• [Instructions to follow]
Exactly as written, copy the lines of the data below from the first through the one containing "self.reached.notified().await;".

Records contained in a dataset
[Start of section]

//! In-process engine double for tests.
//!
//! Records every call in order, hands out predictable object ids, and can be
//! told to fail or pause at a named step.

use super::{
    EngineConnector, EngineError, EngineEvent, IceCandidate, MediaEngine, ObjectId, Result,
};
use crate::config::BandwidthLimits;
use std::collections::{HashMap, HashSet};
use std::sync::atomic::{AtomicBool, AtomicU64, AtomicUsize, Ordering};
use std::sync::{Arc, Mutex};
use tokio::sync::{broadcast, Notify};

#[derive(Debug, Clone, PartialEq, Eq)]
pub enum Call {
    Create {
        kind: &'static str,
        id: ObjectId,
        uri: Option<String>,
    },
    Connect {
        source: ObjectId,
        sink: ObjectId,
    },
    AddIceCandidate {
        endpoint: ObjectId,
        candidate: String,
    },
    SetBandwidth(ObjectId),
    ProcessOffer(ObjectId),
    GatherCandidates(ObjectId),
    Play(ObjectId),
    Record(ObjectId),
    Stop(ObjectId),
    Release(ObjectId),
}

impl Call {
    /// Step name used by [`MockEngine::fail_on`] and [`MockEngine::hold_at`].
    pub fn step(&self) -> &'static str {
        match self {
            Call::Create { kind, .. } => match *kind {
                "MediaPipeline" => "create_pipeline",
                "PlayerEndpoint" => "create_player",
                "WebRtcEndpoint" => "create_webrtc",
                _ => "create_recorder",
            },
            Call::Connect { .. } => "connect",
            Call::AddIceCandidate { .. } => "add_ice_candidate",
            Call::SetBandwidth(_) => "set_bandwidth",
            Call::ProcessOffer(_) => "process_offer",
            Call::GatherCandidates(_) => "gather_candidates",
            Call::Play(_) => "play",
            Call::Record(_) => "record",
            Call::Stop(_) => "stop",
            Call::Release(_) => "release",
        }
    }
}

/// Pauses the engine the first time it reaches a step.
#[derive(Clone)]
pub struct HoldHandle {
    reached: Arc<Notify>,
    resume: Arc<Notify>,
}

impl HoldHandle {
    /// Wait until the engine is parked at the step.
    pub async fn reached(&self) {
        self.reached.notified().await;
    }

    /// Let the parked call continue.
    pub fn resume(&self) {
        self.resume.notify_one();
    }
}

pub struct MockEngine {
    calls: Mutex<Vec<Call>>,
    next_id: AtomicU64,
    failures: Mutex<HashSet<&'static str>>,
    holds: Mutex<HashMap<&'static str, HoldHandle>>,
    events: broadcast::Sender<EngineEvent>,
    closed: AtomicBool,
    answer: String,
}

impl MockEngine {
    pub fn new() -> Self {
        let (events, _) = broadcast::channel(64);
        Self {
            calls: Mutex::new(Vec::new()),
            next_id: AtomicU64::new(1),
            failures: Mutex::new(HashSet::new()),
            holds: Mutex::new(HashMap::new()),
            events,
            closed: AtomicBool::new(false),
            answer: "v=0\r\no=- 0 0 IN IP4 127.0.0.1\r\ns=mock answer\r\n".to_string(),
        }
    }

    pub fn answer(&self) -> &str {
        &self.answer
    }

    /// Make every call of `step` fail with an RPC error.
    pub fn fail_on(&self, step: &'static str) {
        self.failures.lock().unwrap().insert(step);
    }

    /// Park the next call of `step` until the returned handle resumes it.
    pub fn hold_at(&self, step: &'static str) -> HoldHandle {
        let handle = HoldHandle {
            reached: Arc::new(Notify::new()),
            resume: Arc::new(Notify::new()),
        };
        self.holds.lock().unwrap().insert(step, handle.clone());
        handle
    }

    /// Inject an engine notification.
    pub fn emit(&self, event: EngineEvent) {
        let _ = self.events.send(event);
    }

    pub fn calls(&self) -> Vec<Call> {
        self.calls.lock().unwrap().clone()
    }

    pub fn steps(&self) -> Vec<&'static str> {
        self.calls().iter().map(Call::step).collect()
    }

    pub fn count(&self, step: &str) -> usize {
        self.calls().iter().filter(|c| c.step() == step).count()
    }

    fn reopen(&self) {
        self.closed.store(false, Ordering::SeqCst);
    }

    fn new_id(&self, prefix: &str) -> ObjectId {
        let n = self.next_id.fetch_add(1, Ordering::SeqCst);
        ObjectId(format!("{}-{}", prefix, n))
    }

    async fn step(&self, call: Call) -> Result<()> {
        if self.is_closed() {
            return Err(EngineError::Closed);
        }
        let step = call.step();
        let hold = self.holds.lock().unwrap().remove(step);
        if let Some(hold) = hold {
            hold.reached.notify_one();
            hold.resume.notified().await;
        }
        self.calls.lock().unwrap().push(call);
        if self.failures.lock().unwrap().contains(step) {
            return Err(EngineError::Rpc {
                code: 40000,
                message: format!("{} failed", step),
            });
        }
        Ok(())
    }

    async fn create(&self, kind: &'static str, prefix: &str, uri: Option<&str>) -> Result<ObjectId> {
        let id = self.new_id(prefix);
        self.step(Call::Create {
            kind,
            id: id.clone(),
            uri: uri.map(str::to_string),
        })
        .await?;
        Ok(id)
    }
}

impl Default for MockEngine {
    fn default() -> Self {
        Self::new()
    }
}

#[async_trait::async_trait]
impl MediaEngine for MockEngine {
    async fn create_pipeline(&self) -> Result<ObjectId> {
        self.create("MediaPipeline", "pipeline", None).await
    }

    async fn create_player(&self, _pipeline: &ObjectId, uri: &str) -> Result<ObjectId> {
        self.create("PlayerEndpoint", "player", Some(uri)).await
    }

    async fn create_webrtc(&self, _pipeline: &ObjectId) -> Result<ObjectId> {
        self.create("WebRtcEndpoint", "webrtc", None).await
    }

    async fn create_recorder(
        &self,
        _pipeline: &ObjectId,
        uri: &str,
        _media_profile: &str,
    ) -> Result<ObjectId> {
        self.create("RecorderEndpoint", "recorder", Some(uri)).await
    }

    async fn connect(&self, source: &ObjectId, sink: &ObjectId) -> Result<()> {
        self.step(Call::Connect {
            source: source.clone(),
            sink: sink.clone(),
        })
        .await
    }

    async fn add_ice_candidate(&self, endpoint: &ObjectId, candidate: &IceCandidate) -> Result<()> {
        self.step(Call::AddIceCandidate {
            endpoint: endpoint.clone(),
            candidate: candidate.candidate.clone(),
        })
        .await
    }

    async fn set_bandwidth(&self, endpoint: &ObjectId, _limits: &BandwidthLimits) -> Result<()> {
        self.step(Call::SetBandwidth(endpoint.clone())).await
    }

    async fn process_offer(&self, endpoint: &ObjectId, _offer: &str) -> Result<String> {
        self.step(Call::ProcessOffer(endpoint.clone())).await?;
        Ok(self.answer.clone())
    }

    async fn gather_candidates(&self, endpoint: &ObjectId) -> Result<()> {
        self.step(Call::GatherCandidates(endpoint.clone())).await
    }

    async fn play(&self, player: &ObjectId) -> Result<()> {
        self.step(Call::Play(player.clone())).await
    }

    async fn record(&self, recorder: &ObjectId) -> Result<()> {
        self.step(Call::Record(recorder.clone())).await
    }

    async fn stop(&self, endpoint: &ObjectId) -> Result<()> {
        self.step(Call::Stop(endpoint.clone())).await
    }

    async fn release(&self, object: &ObjectId) -> Result<()> {
        self.step(Call::Release(object.clone())).await
    }

    fn events(&self) -> broadcast::Receiver<EngineEvent> {
        self.events.subscribe()
    }

    fn is_closed(&self) -> bool {
        self.closed.load(Ordering::SeqCst)
    }

    async fn close(&self) {
        self.closed.store(true, Ordering::SeqCst);
    }
}

/// Hands out one shared [`MockEngine`], reopening it on every connect.
pub struct MockConnector {
    engine: Arc<MockEngine>,
    connects: AtomicUsize,
    fail: AtomicBool,
}

impl MockConnector {
    pub fn new() -> Self {
        Self {
            engine: Arc::new(MockEngine::new()),
            connects: AtomicUsize::new(0),
            fail: AtomicBool::new(false),
        }
    }

    pub fn engine(&self) -> Arc<MockEngine> {
        self.engine.clone()
    }

    pub fn connects(&self) -> usize {
        self.connects.load(Ordering::SeqCst)
    }

    pub fn fail_connect(&self, fail: bool) {
        self.fail.store(fail, Ordering::SeqCst);
    }
}

impl Default for MockConnector {
    fn default() -> Self {
        Self::new()
    }
}

#[async_trait::async_trait]
impl EngineConnector for MockConnector {
    async fn connect(&self) -> Result<Arc<dyn MediaEngine>> {
        if self.fail.load(Ordering::SeqCst) {
            return Err(EngineError::Connect {
                uri: "mock://engine".to_string(),
                reason: "connection refused".to_string(),
            });
        }
        self.connects.fetch_add(1, Ordering::SeqCst);
        self.engine.reopen();
        Ok(self.engine.clone())
    }
}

[End of section]

• [Answer area]
//! In-process engine double for tests.
//!
//! Records every call in order, hands out predictable object ids, and can be
//! told to fail or pause at a named step.

use super::{
    EngineConnector, EngineError, EngineEvent, IceCandidate, MediaEngine, ObjectId, Result,
};
use crate::config::BandwidthLimits;
use std::collections::{HashMap, HashSet};
use std::sync::atomic::{AtomicBool, AtomicU64, AtomicUsize, Ordering};
use std::sync::{Arc, Mutex};
use tokio::sync::{broadcast, Notify};

#[derive(Debug, Clone, PartialEq, Eq)]
pub enum Call {
    Create {
        kind: &'static str,
        id: ObjectId,
        uri: Option<String>,
    },
    Connect {
        source: ObjectId,
        sink: ObjectId,
    },
    AddIceCandidate {
        endpoint: ObjectId,
        candidate: String,
    },
    SetBandwidth(ObjectId),
    ProcessOffer(ObjectId),
    GatherCandidates(ObjectId),
    Play(ObjectId),
    Record(ObjectId),
    Stop(ObjectId),
    Release(ObjectId),
}

impl Call {
    /// Step name used by [`MockEngine::fail_on`] and [`MockEngine::hold_at`].
    pub fn step(&self) -> &'static str {
        match self {
            Call::Create { kind, .. } => match *kind {
                "MediaPipeline" => "create_pipeline",
                "PlayerEndpoint" => "create_player",
                "WebRtcEndpoint" => "create_webrtc",
                _ => "create_recorder",
            },
            Call::Connect { .. } => "connect",
            Call::AddIceCandidate { .. } => "add_ice_candidate",
            Call::SetBandwidth(_) => "set_bandwidth",
            Call::ProcessOffer(_) => "process_offer",
            Call::GatherCandidates(_) => "gather_candidates",
            Call::Play(_) => "play",
            Call::Record(_) => "record",
            Call::Stop(_) => "stop",
            Call::Release(_) => "release",
        }
    }
}

/// Pauses the engine the first time it reaches a step.
#[derive(Clone)]
pub struct HoldHandle {
    reached: Arc<Notify>,
    resume: Arc<Notify>,
}

impl HoldHandle {
    /// Wait until the engine is parked at the step.
    pub async fn reached(&self) {
        self.reached.notified().await;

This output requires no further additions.